Le modèle des sphères de Daniel C. Hallin (1986), forgé pour disséquer la couverture du Vietnam, devient l’instrument chirurgical qui révèle la même pathologie : une élite éditoriale qui relègue systématiquement les voix dissidentes dans la sphère de déviance, transformant l’impartialité en dogme sélectif.
La BBC n’est plus seulement une institution. Elle est devenue un cas d’école. Ce qui a débuté comme une controverse éditoriale autour d’un montage vidéo du discours de Donald Trump du 6 janvier 2021 s’est transformé, en l’espace de six semaines, en une crise existentielle pour le modèle des médias publics financés par l’État.

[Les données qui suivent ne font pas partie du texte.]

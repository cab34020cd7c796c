//! Fluent-based localization.
//!
//! Catalogs are compiled into the binary, one `.ftl` file per locale. Lookups
//! never fail: a missing key renders as `MISSING: <key>` so a translation gap
//! shows up in chat instead of killing the dialog.

use std::collections::HashMap;

use fluent_bundle::concurrent::FluentBundle;
use fluent_bundle::{FluentArgs, FluentResource};
use tracing::warn;
use unic_langid::LanguageIdentifier;

use crate::{Error, Result};

const EN_FTL: &str = include_str!("../locales/en.ftl");
const RU_FTL: &str = include_str!("../locales/ru.ftl");

/// Locales shipped with the bot, in keyboard display order.
pub const SUPPORTED_LOCALES: [&str; 2] = ["en", "ru"];

/// Catalog key for the display name of a supported locale.
pub fn language_name_key(locale: &str) -> String {
    format!("LANGUAGE_NAME_{}", locale.to_uppercase())
}

pub struct Localizer {
    bundles: HashMap<LanguageIdentifier, FluentBundle<FluentResource>>,
    default_locale: LanguageIdentifier,
}

impl Localizer {
    /// Build bundles for all shipped catalogs. `default_locale` is used
    /// whenever a requested locale is unknown.
    pub fn new(default_locale: &str) -> Result<Self> {
        let mut bundles = HashMap::new();
        for (locale_str, source) in [("en", EN_FTL), ("ru", RU_FTL)] {
            let locale: LanguageIdentifier = locale_str
                .parse()
                .map_err(|_| Error::Config(format!("invalid locale id: {locale_str}")))?;
            let resource = FluentResource::try_new(source.to_string())
                .map_err(|_| Error::Config(format!("malformed catalog for {locale_str}")))?;
            let mut bundle = FluentBundle::new_concurrent(vec![locale.clone()]);
            bundle.set_use_isolating(false);
            bundle
                .add_resource(resource)
                .map_err(|_| Error::Config(format!("duplicate messages in {locale_str}")))?;
            bundles.insert(locale, bundle);
        }

        let default_locale: LanguageIdentifier = default_locale
            .parse()
            .map_err(|_| Error::Config(format!("invalid default locale: {default_locale}")))?;
        if !bundles.contains_key(&default_locale) {
            return Err(Error::Config(format!(
                "default locale {default_locale} has no catalog"
            )));
        }

        Ok(Self {
            bundles,
            default_locale,
        })
    }

    pub fn is_supported(&self, locale: &str) -> bool {
        locale
            .parse::<LanguageIdentifier>()
            .map(|id| self.bundles.contains_key(&id))
            .unwrap_or(false)
    }

    /// Translate `key` without arguments.
    pub fn msg(&self, locale: &str, key: &str) -> String {
        self.format(locale, key, None)
    }

    /// Translate `key` with named arguments.
    pub fn msg_args(&self, locale: &str, key: &str, args: &FluentArgs) -> String {
        self.format(locale, key, Some(args))
    }

    fn format(&self, locale: &str, key: &str, args: Option<&FluentArgs>) -> String {
        let bundle = self.bundle_for(locale);
        let Some(pattern) = bundle.get_message(key).and_then(|msg| msg.value()) else {
            warn!(%locale, %key, "message key missing from catalog");
            return format!("MISSING: {key}");
        };
        let mut errors = vec![];
        let value = bundle.format_pattern(pattern, args, &mut errors).to_string();
        if !errors.is_empty() {
            warn!(%locale, %key, ?errors, "message formatted with errors");
        }
        value
    }

    fn bundle_for(&self, locale: &str) -> &FluentBundle<FluentResource> {
        locale
            .parse::<LanguageIdentifier>()
            .ok()
            .and_then(|id| self.bundles.get(&id))
            .unwrap_or_else(|| &self.bundles[&self.default_locale])
    }
}

#[cfg(test)]
mod tests {
    use std::collections::{BTreeMap, BTreeSet};

    use super::*;

    fn localizer() -> Localizer {
        Localizer::new("ru").unwrap()
    }

    /// Message keys of a catalog, each with the named placeholders its
    /// template references.
    fn catalog_messages(source: &str) -> BTreeMap<String, BTreeSet<String>> {
        let mut out = BTreeMap::new();
        let mut current: Option<String> = None;
        for line in source.lines() {
            let is_entry = line
                .chars()
                .next()
                .map(|c| c.is_ascii_alphabetic())
                .unwrap_or(false);
            if is_entry {
                if let Some((key, _)) = line.split_once('=') {
                    let key = key.trim().to_string();
                    out.insert(key.clone(), BTreeSet::new());
                    current = Some(key);
                }
            }
            if let Some(key) = &current {
                let placeholders: &mut BTreeSet<String> = out.get_mut(key).unwrap();
                let mut rest = line;
                while let Some(pos) = rest.find('$') {
                    rest = &rest[pos + 1..];
                    let name: String = rest
                        .chars()
                        .take_while(|c| c.is_ascii_alphanumeric() || *c == '_')
                        .collect();
                    if !name.is_empty() {
                        placeholders.insert(name);
                    }
                }
            }
        }
        out
    }

    #[test]
    fn catalogs_define_the_same_keys_and_placeholders() {
        let en = catalog_messages(EN_FTL);
        let ru = catalog_messages(RU_FTL);

        let en_keys: BTreeSet<_> = en.keys().collect();
        let ru_keys: BTreeSet<_> = ru.keys().collect();
        let only_en: Vec<_> = en_keys.difference(&ru_keys).collect();
        let only_ru: Vec<_> = ru_keys.difference(&en_keys).collect();
        assert!(
            only_en.is_empty() && only_ru.is_empty(),
            "key mismatch: en-only {only_en:?}, ru-only {only_ru:?}"
        );

        for (key, en_placeholders) in &en {
            assert_eq!(
                en_placeholders, &ru[key],
                "placeholder mismatch for {key}"
            );
        }
    }

    #[test]
    fn known_key_resolves_per_locale() {
        let l10n = localizer();
        assert_eq!(l10n.msg("en", "EXPENSE_ADDED"), "Expense added.");
        assert_eq!(l10n.msg("ru", "EXPENSE_ADDED"), "Расход добавлен.");
    }

    #[test]
    fn missing_key_is_flagged_not_fatal() {
        let l10n = localizer();
        assert_eq!(l10n.msg("en", "NO_SUCH_KEY"), "MISSING: NO_SUCH_KEY");
    }

    #[test]
    fn unknown_locale_falls_back_to_default() {
        let l10n = localizer();
        assert_eq!(l10n.msg("fr", "EXPENSE_ADDED"), "Расход добавлен.");
        assert_eq!(l10n.msg("not a locale!", "EXPENSE_ADDED"), "Расход добавлен.");
    }

    #[test]
    fn arguments_are_substituted() {
        let l10n = localizer();
        let mut args = FluentArgs::new();
        args.set("currency", "EUR");
        assert_eq!(
            l10n.msg_args("en", "INPUT_AMOUNT_MESSAGE", &args),
            "Enter the amount in EUR:"
        );
    }

    #[test]
    fn supported_locales_are_loaded() {
        let l10n = localizer();
        for locale in SUPPORTED_LOCALES {
            assert!(l10n.is_supported(locale));
        }
        assert!(!l10n.is_supported("de"));
    }

    #[test]
    fn language_name_keys_exist() {
        let l10n = localizer();
        for locale in SUPPORTED_LOCALES {
            let name = l10n.msg("en", &language_name_key(locale));
            assert!(!name.starts_with("MISSING"), "no display name for {locale}");
        }
    }

    #[test]
    fn unknown_default_locale_is_rejected() {
        assert!(Localizer::new("xx").is_err());
    }
}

Démission de deux dirigeants, excuses officielles à la Maison Blanche, retrait total d’un documentaire, menace d’un procès à un à cinq milliards de dollars, et désormais une enquête de la Federal Communications Commission (FCC) américaine : jamais dans son histoire centenaire la British Broadcasting Corporation n’avait connu une chute aussi brutale. Le 20 novembre, le président de la FCC, Brendan Carr, allié de Trump, a adressé une lettre à la BBC et à ses partenaires américains (PBS, NPR), qualifiant le montage de « trompeur et mensonger », et enquêtant sur une possible violation des règles fédérales contre la « distorsion des nouvelles » et les « canulars radiophoniques ».
Mais au-delà du scandale, c’est tout un système de pouvoir médiatique transatlantique qui vacille. Cette affaire n’est pas un accident. Elle est le symptôme d’une pathologie structurelle : la captation idéologique des institutions publiques par une élite éditoriale homogène, la judiciarisation des conflits informationnels, et la reconfiguration brutale des rapports entre politique et presse dans l’ère post-Trump.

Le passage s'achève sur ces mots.